==== Input records ====

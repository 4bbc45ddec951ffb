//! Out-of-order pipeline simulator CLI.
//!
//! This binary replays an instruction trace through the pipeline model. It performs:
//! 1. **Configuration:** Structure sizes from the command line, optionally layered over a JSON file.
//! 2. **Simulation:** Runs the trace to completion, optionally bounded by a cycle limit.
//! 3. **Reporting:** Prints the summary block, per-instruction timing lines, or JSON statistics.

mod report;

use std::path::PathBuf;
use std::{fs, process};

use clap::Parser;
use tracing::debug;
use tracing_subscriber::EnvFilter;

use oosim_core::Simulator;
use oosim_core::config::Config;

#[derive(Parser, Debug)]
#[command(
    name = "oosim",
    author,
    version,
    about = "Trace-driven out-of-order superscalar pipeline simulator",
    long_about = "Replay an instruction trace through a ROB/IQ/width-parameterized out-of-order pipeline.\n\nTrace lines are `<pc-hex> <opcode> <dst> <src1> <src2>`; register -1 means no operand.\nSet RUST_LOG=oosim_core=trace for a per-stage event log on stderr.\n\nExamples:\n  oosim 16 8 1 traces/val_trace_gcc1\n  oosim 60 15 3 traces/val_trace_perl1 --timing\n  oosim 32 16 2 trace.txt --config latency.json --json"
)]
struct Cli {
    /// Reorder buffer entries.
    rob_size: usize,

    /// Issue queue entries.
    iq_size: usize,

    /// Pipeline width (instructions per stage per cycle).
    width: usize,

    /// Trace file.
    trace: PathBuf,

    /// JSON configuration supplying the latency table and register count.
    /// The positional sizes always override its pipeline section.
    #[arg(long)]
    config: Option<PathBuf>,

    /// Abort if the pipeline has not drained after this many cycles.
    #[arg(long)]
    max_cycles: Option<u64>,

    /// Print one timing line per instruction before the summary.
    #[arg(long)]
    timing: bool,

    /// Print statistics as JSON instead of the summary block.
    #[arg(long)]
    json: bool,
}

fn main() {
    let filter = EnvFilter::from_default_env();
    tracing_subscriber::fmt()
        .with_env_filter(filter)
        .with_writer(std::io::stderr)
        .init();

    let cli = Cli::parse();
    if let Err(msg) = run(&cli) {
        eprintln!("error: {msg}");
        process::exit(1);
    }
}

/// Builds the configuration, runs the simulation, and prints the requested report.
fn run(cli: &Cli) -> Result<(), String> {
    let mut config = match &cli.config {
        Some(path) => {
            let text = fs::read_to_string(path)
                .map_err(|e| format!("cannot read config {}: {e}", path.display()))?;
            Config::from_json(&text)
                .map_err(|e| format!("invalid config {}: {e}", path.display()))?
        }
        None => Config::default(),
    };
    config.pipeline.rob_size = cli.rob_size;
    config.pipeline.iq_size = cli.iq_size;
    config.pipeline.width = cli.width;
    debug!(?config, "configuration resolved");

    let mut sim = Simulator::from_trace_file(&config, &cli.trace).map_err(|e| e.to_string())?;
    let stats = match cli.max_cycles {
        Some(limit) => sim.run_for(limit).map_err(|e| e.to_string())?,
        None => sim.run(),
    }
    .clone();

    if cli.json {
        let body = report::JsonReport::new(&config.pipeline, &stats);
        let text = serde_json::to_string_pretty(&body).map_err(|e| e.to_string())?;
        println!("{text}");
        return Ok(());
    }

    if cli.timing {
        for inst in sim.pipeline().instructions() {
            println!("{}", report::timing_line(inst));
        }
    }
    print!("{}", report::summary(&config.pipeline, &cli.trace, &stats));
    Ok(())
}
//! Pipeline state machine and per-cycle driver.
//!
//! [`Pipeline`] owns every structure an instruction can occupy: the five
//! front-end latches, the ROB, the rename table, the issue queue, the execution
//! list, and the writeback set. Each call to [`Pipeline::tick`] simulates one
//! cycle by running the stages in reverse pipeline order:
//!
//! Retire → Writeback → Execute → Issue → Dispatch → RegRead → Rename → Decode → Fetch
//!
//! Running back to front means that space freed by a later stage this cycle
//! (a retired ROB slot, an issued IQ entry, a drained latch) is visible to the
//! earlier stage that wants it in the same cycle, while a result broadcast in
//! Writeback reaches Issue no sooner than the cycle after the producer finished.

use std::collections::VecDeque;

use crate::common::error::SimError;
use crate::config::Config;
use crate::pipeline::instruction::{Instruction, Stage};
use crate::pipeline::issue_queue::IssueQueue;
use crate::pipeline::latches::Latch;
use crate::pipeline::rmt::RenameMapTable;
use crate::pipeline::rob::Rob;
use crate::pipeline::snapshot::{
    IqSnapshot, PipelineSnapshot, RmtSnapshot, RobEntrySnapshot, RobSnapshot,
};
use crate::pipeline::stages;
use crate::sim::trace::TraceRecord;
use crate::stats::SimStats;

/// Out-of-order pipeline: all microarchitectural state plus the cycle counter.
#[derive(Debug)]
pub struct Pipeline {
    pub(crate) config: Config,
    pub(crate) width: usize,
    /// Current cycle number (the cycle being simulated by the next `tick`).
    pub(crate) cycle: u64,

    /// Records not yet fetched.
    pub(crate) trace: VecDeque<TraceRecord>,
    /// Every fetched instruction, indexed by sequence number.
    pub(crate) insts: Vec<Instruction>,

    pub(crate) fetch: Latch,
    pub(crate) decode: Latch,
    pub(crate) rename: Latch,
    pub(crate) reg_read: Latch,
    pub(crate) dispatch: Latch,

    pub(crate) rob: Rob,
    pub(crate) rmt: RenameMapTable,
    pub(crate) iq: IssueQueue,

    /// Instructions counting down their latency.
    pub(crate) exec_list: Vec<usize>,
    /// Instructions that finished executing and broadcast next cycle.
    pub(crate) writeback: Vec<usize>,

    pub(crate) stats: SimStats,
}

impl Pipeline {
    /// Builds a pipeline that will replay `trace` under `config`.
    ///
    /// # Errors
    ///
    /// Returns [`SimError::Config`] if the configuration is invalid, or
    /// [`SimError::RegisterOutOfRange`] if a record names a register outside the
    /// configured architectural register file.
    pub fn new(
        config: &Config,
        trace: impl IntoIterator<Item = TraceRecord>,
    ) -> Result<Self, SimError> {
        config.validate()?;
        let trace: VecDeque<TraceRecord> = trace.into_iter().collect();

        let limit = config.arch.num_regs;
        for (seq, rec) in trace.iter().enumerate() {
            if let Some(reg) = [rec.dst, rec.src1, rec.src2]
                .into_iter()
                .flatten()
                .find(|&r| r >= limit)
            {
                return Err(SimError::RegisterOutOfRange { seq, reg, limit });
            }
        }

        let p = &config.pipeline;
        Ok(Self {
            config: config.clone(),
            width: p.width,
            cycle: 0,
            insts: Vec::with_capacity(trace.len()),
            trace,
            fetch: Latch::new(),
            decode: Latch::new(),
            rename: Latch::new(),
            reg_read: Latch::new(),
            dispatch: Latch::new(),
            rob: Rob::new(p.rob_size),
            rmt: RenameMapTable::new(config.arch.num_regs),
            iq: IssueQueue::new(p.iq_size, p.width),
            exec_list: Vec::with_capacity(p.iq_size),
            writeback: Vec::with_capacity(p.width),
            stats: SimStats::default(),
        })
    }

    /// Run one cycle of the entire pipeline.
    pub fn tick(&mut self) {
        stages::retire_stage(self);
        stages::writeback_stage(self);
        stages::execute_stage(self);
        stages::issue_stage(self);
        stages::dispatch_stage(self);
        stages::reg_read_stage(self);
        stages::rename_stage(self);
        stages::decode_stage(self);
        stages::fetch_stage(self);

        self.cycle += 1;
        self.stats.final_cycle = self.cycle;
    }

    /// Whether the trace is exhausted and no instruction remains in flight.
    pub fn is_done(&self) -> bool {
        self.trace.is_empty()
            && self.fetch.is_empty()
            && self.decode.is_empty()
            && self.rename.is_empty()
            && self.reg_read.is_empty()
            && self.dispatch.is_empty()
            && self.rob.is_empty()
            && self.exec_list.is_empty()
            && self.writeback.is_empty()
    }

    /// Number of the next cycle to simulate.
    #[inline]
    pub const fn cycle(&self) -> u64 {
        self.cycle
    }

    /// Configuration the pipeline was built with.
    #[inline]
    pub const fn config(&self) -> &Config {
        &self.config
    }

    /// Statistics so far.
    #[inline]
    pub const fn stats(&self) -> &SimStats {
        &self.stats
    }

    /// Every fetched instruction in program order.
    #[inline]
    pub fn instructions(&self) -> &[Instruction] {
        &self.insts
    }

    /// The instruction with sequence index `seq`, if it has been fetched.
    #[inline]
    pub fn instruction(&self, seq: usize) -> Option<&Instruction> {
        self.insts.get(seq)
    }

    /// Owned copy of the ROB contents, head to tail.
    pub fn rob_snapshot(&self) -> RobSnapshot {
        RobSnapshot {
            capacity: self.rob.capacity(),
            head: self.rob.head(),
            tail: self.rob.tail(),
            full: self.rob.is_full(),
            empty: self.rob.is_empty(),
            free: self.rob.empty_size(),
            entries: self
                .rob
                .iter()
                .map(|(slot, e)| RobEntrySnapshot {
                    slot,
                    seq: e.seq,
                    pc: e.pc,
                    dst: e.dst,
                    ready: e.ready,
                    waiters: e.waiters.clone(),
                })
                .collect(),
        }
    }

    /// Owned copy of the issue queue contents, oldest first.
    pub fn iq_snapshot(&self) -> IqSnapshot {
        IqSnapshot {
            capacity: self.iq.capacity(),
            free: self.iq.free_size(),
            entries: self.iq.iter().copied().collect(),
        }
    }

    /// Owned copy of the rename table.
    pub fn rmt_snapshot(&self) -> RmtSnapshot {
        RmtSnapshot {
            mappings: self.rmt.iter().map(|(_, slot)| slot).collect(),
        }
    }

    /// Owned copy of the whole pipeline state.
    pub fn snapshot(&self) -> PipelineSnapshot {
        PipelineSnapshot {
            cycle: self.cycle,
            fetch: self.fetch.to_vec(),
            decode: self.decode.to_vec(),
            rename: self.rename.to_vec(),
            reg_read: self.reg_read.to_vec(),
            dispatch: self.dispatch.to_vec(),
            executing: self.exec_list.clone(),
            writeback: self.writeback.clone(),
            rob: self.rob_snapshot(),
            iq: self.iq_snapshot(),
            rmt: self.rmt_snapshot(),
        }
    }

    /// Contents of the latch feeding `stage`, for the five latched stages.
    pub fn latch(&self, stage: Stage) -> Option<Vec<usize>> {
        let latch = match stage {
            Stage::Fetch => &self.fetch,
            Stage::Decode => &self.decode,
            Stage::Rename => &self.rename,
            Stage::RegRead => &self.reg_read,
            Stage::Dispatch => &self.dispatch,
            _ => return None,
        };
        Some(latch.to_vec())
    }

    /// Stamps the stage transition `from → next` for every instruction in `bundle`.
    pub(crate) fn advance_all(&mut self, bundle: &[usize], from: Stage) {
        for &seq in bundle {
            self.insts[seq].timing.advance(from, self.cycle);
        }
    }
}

====

Going line by line through the entries above, count each line that has the word "next", then state the count alone.

4